Communist Party officials criticized the government of Prime Minister Zbigniew Messner on Saturday as Poland's leaders struggled to solve the economic problems that have bred widespread labor unrest.

Eleven strikes continued at mines, ports, shipyards and factories throughout Poland, but there were no reports of police attempts to dislodge the striking workers.The Communist Party's 230-member Central Committee met on Saturday and several delegates lambasted the government's handling of Poland's dire economic problems and the labor unrest.

Messner, prime minister since 1985, acknowledged the criticism in a speech in which he reviewed his government's performance and stressed its plans to improve the economy, the state news agency PAP said.

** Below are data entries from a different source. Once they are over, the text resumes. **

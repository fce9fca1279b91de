//! Scan quality metrics
//!
//! Everything here is a pure function of its inputs: computing metrics twice
//! over the same session gives bit-identical values.

pub mod resource;

pub use resource::{ResourceUsage, SamplingWindow};

use crate::error::{ScanError, ScanResult};
use crate::network::{ProbeResult, Technique};
use crate::scanner::ScanSession;
use crate::top_ports::PORT_HINT_CONFIDENCE;
use serde::{Deserialize, Serialize};
use std::collections::BTreeSet;

/// Ground truth to measure detection against
#[derive(Debug, Clone, PartialEq, Eq, Serialize, Deserialize)]
#[serde(rename_all = "snake_case")]
pub enum GroundTruth {
    /// Ports known to be open
    OpenPorts(BTreeSet<u16>),
    /// `(port, service)` pairs known to be served
    Services(BTreeSet<(u16, String)>),
}

impl GroundTruth {
    pub fn open_ports<I: IntoIterator<Item = u16>>(ports: I) -> Self {
        GroundTruth::OpenPorts(ports.into_iter().collect())
    }

    pub fn services<I, S>(pairs: I) -> Self
    where
        I: IntoIterator<Item = (u16, S)>,
        S: Into<String>,
    {
        GroundTruth::Services(pairs.into_iter().map(|(p, s)| (p, s.into())).collect())
    }
}

/// Precision, recall and F1 with the underlying counts
#[derive(Debug, Clone, Copy, PartialEq, Serialize, Deserialize)]
pub struct Accuracy {
    pub precision: f64,
    pub recall: f64,
    pub f1: f64,
    pub true_positives: usize,
    pub false_positives: usize,
    pub false_negatives: usize,
}

impl Accuracy {
    fn from_counts(tp: usize, fp: usize, fn_: usize) -> Self {
        let precision = ratio(tp, tp + fp);
        let recall = ratio(tp, tp + fn_);
        let f1 = if precision + recall > 0.0 {
            2.0 * precision * recall / (precision + recall)
        } else {
            0.0
        };
        Self {
            precision,
            recall,
            f1,
            true_positives: tp,
            false_positives: fp,
            false_negatives: fn_,
        }
    }
}

fn ratio(numerator: usize, denominator: usize) -> f64 {
    if denominator == 0 {
        0.0
    } else {
        numerator as f64 / denominator as f64
    }
}

fn set_accuracy<T: Ord>(reference: &BTreeSet<T>, detected: &BTreeSet<T>) -> Accuracy {
    let tp = reference.intersection(detected).count();
    Accuracy::from_counts(tp, detected.len() - tp, reference.len() - tp)
}

/// Compare detected results against a ground-truth set.
pub fn accuracy(reference: &GroundTruth, results: &[ProbeResult]) -> Accuracy {
    match reference {
        GroundTruth::OpenPorts(expected) => {
            let detected: BTreeSet<u16> = results
                .iter()
                .filter(|r| r.is_open())
                .map(|r| r.port)
                .collect();
            set_accuracy(expected, &detected)
        }
        GroundTruth::Services(expected) => {
            let detected: BTreeSet<(u16, String)> = results
                .iter()
                .filter(|r| r.is_open())
                .filter_map(|r| r.service.clone().map(|s| (r.port, s)))
                .collect();
            set_accuracy(expected, &detected)
        }
    }
}

/// Ports per second; zero for an empty window.
pub fn speed(ports_scanned: usize, elapsed_secs: f64) -> f64 {
    if elapsed_secs > 0.0 {
        ports_scanned as f64 / elapsed_secs
    } else {
        0.0
    }
}

pub fn coverage(open_ports: usize, ports_scanned: usize) -> f64 {
    ratio(open_ports, ports_scanned)
}

/// Distinct identified service names per open port.
pub fn service_diversity(results: &[ProbeResult]) -> f64 {
    let open = results.iter().filter(|r| r.is_open()).count();
    let distinct: BTreeSet<&str> = results
        .iter()
        .filter(|r| is_identified(r))
        .filter_map(|r| r.service.as_deref())
        .collect();
    ratio(distinct.len(), open)
}

/// An open port whose service is backed by more than its port number.
pub fn is_identified(result: &ProbeResult) -> bool {
    result.is_open() && result.service.is_some() && result.confidence > PORT_HINT_CONFIDENCE
}

/// Per-technique weights of the detection-likelihood model
#[derive(Debug, Clone, PartialEq, Serialize, Deserialize)]
#[serde(default)]
pub struct StealthWeights {
    pub tcp_connect: f64,
    pub syn: f64,
    pub udp: f64,
    pub hybrid: f64,
}

impl Default for StealthWeights {
    fn default() -> Self {
        Self {
            tcp_connect: 0.20,
            syn: 0.15,
            udp: 0.10,
            hybrid: 0.20,
        }
    }
}

impl StealthWeights {
    pub fn weight(&self, technique: Technique) -> f64 {
        match technique {
            Technique::TcpConnect => self.tcp_connect,
            Technique::Syn => self.syn,
            Technique::Udp => self.udp,
            Technique::Hybrid => self.hybrid,
        }
    }

    pub fn validate(&self) -> ScanResult<()> {
        for technique in Technique::ALL {
            let w = self.weight(technique);
            if !w.is_finite() || w < 0.0 {
                return Err(ScanError::ConfigError(format!(
                    "stealth weight for {} must be a non-negative number",
                    technique
                )));
            }
        }
        Ok(())
    }
}

/// Detection likelihood in `[0, 1)`: `1 - exp(-w * packets_per_port)`.
/// Higher means more detectable.
pub fn stealthiness(
    technique: Technique,
    packets_sent: u64,
    ports_scanned: usize,
    weights: &StealthWeights,
) -> f64 {
    if ports_scanned == 0 {
        return 0.0;
    }
    let packets_per_port = packets_sent as f64 / ports_scanned as f64;
    1.0 - (-weights.weight(technique) * packets_per_port).exp()
}

/// Metrics attached to a finished session
#[derive(Debug, Clone, PartialEq, Serialize, Deserialize)]
pub struct SessionMetrics {
    pub speed: f64,
    pub precision: Option<f64>,
    pub recall: Option<f64>,
    pub f1: Option<f64>,
    pub coverage: f64,
    pub service_diversity: f64,
    pub resource: Option<ResourceUsage>,
    pub stealthiness: f64,
    pub efficiency: Option<f64>,
    pub ports_scanned: usize,
    pub open_ports: usize,
    pub services_identified: usize,
    pub elapsed_secs: f64,
}

/// Everything the metrics depend on
#[derive(Debug, Clone, Copy)]
pub struct MetricsInput<'a> {
    pub technique: Technique,
    pub results: &'a [ProbeResult],
    pub elapsed_secs: f64,
    pub packets_sent: u64,
    pub resource: Option<&'a ResourceUsage>,
}

impl SessionMetrics {
    pub fn compute(
        input: MetricsInput<'_>,
        reference: Option<&GroundTruth>,
        weights: &StealthWeights,
    ) -> Self {
        let ports_scanned = input.results.len();
        let open_ports = input.results.iter().filter(|r| r.is_open()).count();
        let services_identified = input
            .results
            .iter()
            .filter(|r| is_identified(r))
            .count();
        let speed = speed(ports_scanned, input.elapsed_secs);
        let accuracy = reference.map(|r| accuracy(r, input.results));

        Self {
            speed,
            precision: accuracy.map(|a| a.precision),
            recall: accuracy.map(|a| a.recall),
            f1: accuracy.map(|a| a.f1),
            coverage: coverage(open_ports, ports_scanned),
            service_diversity: service_diversity(input.results),
            resource: input.resource.cloned(),
            stealthiness: stealthiness(input.technique, input.packets_sent, ports_scanned, weights),
            efficiency: accuracy.map(|a| a.f1 * speed),
            ports_scanned,
            open_ports,
            services_identified,
            elapsed_secs: input.elapsed_secs,
        }
    }
}

/// Computes metrics for finished sessions, e.g. against a reference chosen
/// after the scan ran.
#[derive(Debug, Clone, Default)]
pub struct MetricsCollector {
    weights: StealthWeights,
}

impl MetricsCollector {
    pub fn new(weights: StealthWeights) -> Self {
        Self { weights }
    }

    pub fn evaluate(&self, session: &ScanSession, reference: Option<&GroundTruth>) -> SessionMetrics {
        SessionMetrics::compute(session.metrics_input(), reference, &self.weights)
    }
}

#[cfg(test)]
mod tests {
    use super::*;
    use crate::network::PortState;

    fn open(port: u16) -> ProbeResult {
        ProbeResult::new(port, PortState::Open)
    }

    #[test]
    fn zero_denominators() {
        let acc = accuracy(&GroundTruth::open_ports([]), &[]);
        assert_eq!((acc.precision, acc.recall, acc.f1), (0.0, 0.0, 0.0));
        assert_eq!(speed(10, 0.0), 0.0);
        assert_eq!(coverage(0, 0), 0.0);
        assert_eq!(service_diversity(&[]), 0.0);
    }

    #[test]
    fn service_pairs_must_match_exactly() {
        let reference = GroundTruth::services([(22, "ssh"), (80, "http")]);
        let results = vec![
            open(22).with_service("ssh", 1.0),
            open(80).with_service("nginx", 0.6),
            ProbeResult::new(443, PortState::Closed),
        ];
        let acc = accuracy(&reference, &results);
        assert_eq!(acc.true_positives, 1);
        assert_eq!(acc.false_positives, 1);
        assert_eq!(acc.false_negatives, 1);
    }

    #[test]
    fn stealth_model() {
        let weights = StealthWeights::default();
        let connect = stealthiness(Technique::TcpConnect, 300, 100, &weights);
        let syn = stealthiness(Technique::Syn, 100, 100, &weights);
        assert!((connect - (1.0 - (-0.6f64).exp())).abs() < 1e-12);
        assert!(syn < connect);
        assert_eq!(stealthiness(Technique::Udp, 0, 0, &weights), 0.0);
    }

    #[test]
    fn diversity_counts_distinct_names() {
        let results = vec![
            open(80).with_service("http", 0.8),
            open(8080).with_service("http", 1.0),
            open(22).with_service("ssh", 1.0),
            open(9999),
        ];
        assert_eq!(service_diversity(&results), 0.5);

        // port-number guesses are not identifications
        let hinted = vec![open(80).with_service("http", 0.3), open(22).with_service("ssh", 0.3)];
        assert_eq!(service_diversity(&hinted), 0.0);
    }

    #[test]
    fn no_reference_leaves_accuracy_absent() {
        let results = vec![open(80), ProbeResult::new(81, PortState::Closed)];
        let metrics = SessionMetrics::compute(
            MetricsInput {
                technique: Technique::TcpConnect,
                results: &results,
                elapsed_secs: 1.0,
                packets_sent: 6,
                resource: None,
            },
            None,
            &StealthWeights::default(),
        );
        assert!(metrics.precision.is_none());
        assert!(metrics.efficiency.is_none());
        assert_eq!(metrics.coverage, 0.5);
        let json = serde_json::to_value(&metrics).unwrap();
        assert!(json["f1"].is_null());
    }

    #[test]
    fn port_hints_do_not_count_as_identified() {
        assert!(!is_identified(&open(80).with_service("http", 0.3)));
        assert!(is_identified(&open(80).with_service("http", 0.6)));
        assert!(!is_identified(&ProbeResult::new(80, PortState::Closed).with_service("http", 1.0)));
    }

    #[test]
    fn negative_weights_are_rejected() {
        let weights = StealthWeights {
            udp: -1.0,
            ..StealthWeights::default()
        };
        assert!(weights.validate().is_err());
    }
}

In remarks to the party meeting, Gen. Wojciech Jaruzelski said that the communist government would undertake a "self-critical analysis" of the problems behind the latest wave of strikes in Poland.

Messner, as head of the government, oversees the various ministries and is theoretically responsible for government performance. But ultimate power rests with the Communist Party led by Jaruzelski.

PAP said the party plenum would continue on Sunday.

On Saturday, the government was attacked by a series of committee members as ineffectual. Some of the sharpest criticism came from Politburo member Alfred Miodowicz, leader of the official trade union alliance OPZZ, which was set up after authorities crushed the Solidarity union in 1981.

"Nothing can explain the sluggishness in solving various problems, the failure to make progress," Miodowicz said, according to PAP. "Hence, the so-determined voices demanding personal accountability."

Aleksandra Koszada, a party member from a radio plant in Kutno, said, "It is tragic that the conviction is becoming widespread that only strikes can prod our government into resolute action.

"The government's ineptitude is responsible for many economic problems and wasted years," added Bogdan Borys, a metalworker from Czestochowa.

The attacks added strength to speculation that the plenum would lead to government changes, perhaps replacing Messner himself.

The meeting was held less than a day after the government offered to begin talking with workers, possibly including Solidarity leader Lech Walesa.

But speakers also railed against the strikes. "They have an anarchy-generating, destructive character," said Politburo member Jozef Czyrek. "They cannot be accepted."